* [ACTION ITEM] What lines below hold the string "derive"? Copy them all.

- - -

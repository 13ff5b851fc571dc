use clap::{Parser, Subcommand};

mod commands;
mod context;

use commands::{
    ClosePositionArgs, ExitPolicyArgs, OpenPositionArgs, ResetArgs, RunDeskArgs, StatusArgs,
};

#[derive(Parser, Debug)]
#[command(name = "gex-desk")]
#[command(about = "Paper straddle desk with live mark-to-market against Deribit", long_about = None)]
struct Cli {
    /// Config file path
    #[arg(short, long, global = true, default_value = "config/Config.toml")]
    config: String,

    /// Profile overlay (loads Config.<profile>.toml next to the config file)
    #[arg(long, global = true, env = "GEX_DESK_PROFILE")]
    profile: Option<String>,

    /// Optional log file path (logs to file instead of stderr)
    #[arg(long, global = true)]
    log_file: Option<String>,

    #[command(subcommand)]
    command: Commands,
}

#[derive(Subcommand, Debug)]
enum Commands {
    /// Run the MTM poller and exit policy until Ctrl+C
    Run(RunDeskArgs),
    /// Open a paper straddle at live quotes
    Open(OpenPositionArgs),
    /// Close a paper straddle
    Close(ClosePositionArgs),
    /// Show open and closed positions with equity
    Status(StatusArgs),
    /// Configure take-profit / stop-loss
    ExitPolicy(ExitPolicyArgs),
    /// Drop every position and restore starting cash
    Reset(ResetArgs),
}

fn init_logging(log_file: Option<&str>) -> anyhow::Result<()> {
    let filter = || {
        tracing_subscriber::EnvFilter::try_from_default_env()
            .unwrap_or_else(|_| tracing_subscriber::EnvFilter::new("info"))
    };

    match log_file {
        Some(path) => {
            let file = std::fs::OpenOptions::new()
                .create(true)
                .append(true)
                .open(path)?;
            tracing_subscriber::fmt()
                .with_env_filter(filter())
                .with_writer(std::sync::Mutex::new(file))
                .init();
        }
        None => {
            tracing_subscriber::fmt()
                .with_env_filter(filter())
                .with_writer(std::io::stderr)
                .init();
        }
    }

    Ok(())
}

#[tokio::main]
async fn main() -> anyhow::Result<()> {
    let cli = Cli::parse();

    init_logging(cli.log_file.as_deref())?;

    let ctx = context::DeskContext::build(&cli.config, cli.profile.as_deref())?;

    match cli.command {
        Commands::Run(args) => commands::run_desk(ctx, args).await?,
        Commands::Open(args) => commands::run_open_position(&ctx, args).await?,
        Commands::Close(args) => commands::run_close_position(&ctx, args).await?,
        Commands::Status(args) => commands::run_status(&ctx, args).await?,
        Commands::ExitPolicy(args) => commands::run_exit_policy(&ctx, args)?,
        Commands::Reset(args) => commands::run_reset(&ctx, args)?,
    }

    Ok(())
}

- - -

* [RESULT FOR THIS TASK]
#[derive(Parser, Debug)]
#[derive(Subcommand, Debug)]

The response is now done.